We have developed an artificial neural network prediction model for end-stage kidney disease (ESKD) in patients with primary immunoglobulin A nephropathy (IgAN) using a retrospective cohort of 948 patients with IgAN. Our tool is based on a two-step procedure of a classifier model that predicts ESKD, and a regression model that predicts development of ESKD over time. The classifier model showed a performance value of 0.82 (area under the receiver operating characteristic curve) in patients with a follow-up of five years, which improved to 0.89 at the ten-year follow-up. Both models had a higher recall rate, which indicated the practicality of the tool. The regression model showed a mean absolute error of 1.78 years and a root mean square error of 2.15 years. Testing in an independent cohort of 167patients with IgAN found successful results for 91% of the patients. Comparison of our system with other mathematical models showed the highest discriminant Harrell C index at five- and ten-years follow-up (81% and 86%, respectively), paralleling the lowest Akaike information criterion values (355.01 and 269.56, respectively). Moreover, our system was the best calibrated model indicating that the predicted and observed outcome probabilities did not significantly differ. Finally, the dynamic discrimination indexes of our artificial neural network, expressed as the weighted average of time-dependent areas under the curve calculated at one and two years, were 0.80 and 0.79, respectively. Similar results were observed over a 25-year follow-up period. Thus, our tool identified individuals who were at a high risk of developing ESKD due to IgAN and predicted the time-to-event endpoint. Accurate prediction is an important step toward introduction of a therapeutic strategy for improving clinical outcomes.

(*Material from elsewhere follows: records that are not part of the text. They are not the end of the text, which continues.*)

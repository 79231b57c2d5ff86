//! DevLab shared types
//!
//! Types shared by every layer of the scenario lifecycle:
//! - Scenario records and their lifecycle states
//! - File-tree nodes produced from a workspace listing
//! - Response shapes handed to the transport layer
//!
//! Field names of [`Scenario`] are a persistence contract: stores and
//! external inspection tooling read them verbatim.

#![warn(unreachable_pub)]

pub mod response;
pub mod scenario;
pub mod tree;

pub use response::{
    DirectoryStructureResponse, ScenarioStatusResponse, StartScenarioResponse,
    TerminalUrlResponse,
};
pub use scenario::{ParseStatusError, Scenario, ScenarioId, ScenarioStatus};
pub use tree::{FileNode, NodeType};

/// Version of this crate
pub const VERSION: &str = env!("CARGO_PKG_VERSION");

我们使用948例原发性免疫球蛋白A肾病(IgAN)患者的回顾性队列,开发了一种用于预测IgAN患者终末期肾病(ESKD)的人工神经网络预测模型。我们的工具基于一个两步程序,即预测ESKD的分类器模型和预测ESKD随时间发展的回归模型。在随访五年的患者中,分类器模型的性能值(受试者工作特征曲线下面积)为0.82,在十年随访时提高到0.89。两个模型都有较高的召回率,这表明了该工具的实用性。回归模型的平均绝对误差为1.78年,均方根误差为2.15年。在167例IgAN患者的独立队列中进行测试,发现91%的患者取得了成功结果。将我们的系统与其他数学模型进行比较,发现在五年和十年随访时具有最高的判别Harrell C指数(分别为81%和86%),同时具有最低的赤池信息准则值(分别为355.01和269.56)。此外,我们的系统是校准最佳的模型,表明预测结果与观察到的结果概率没有显著差异。最后,我们人工神经网络的动态判别指数,以一年和两年时计算的曲线下时间依赖面积的加权平均值表示,分别为0.80和0.79。在25年的随访期内也观察到了类似的结果。因此,我们的工具识别出了因IgAN而有高风险发展为ESKD的个体,并预测了事件发生时间终点。准确的预测是引入改善临床结果的治疗策略的重要一步。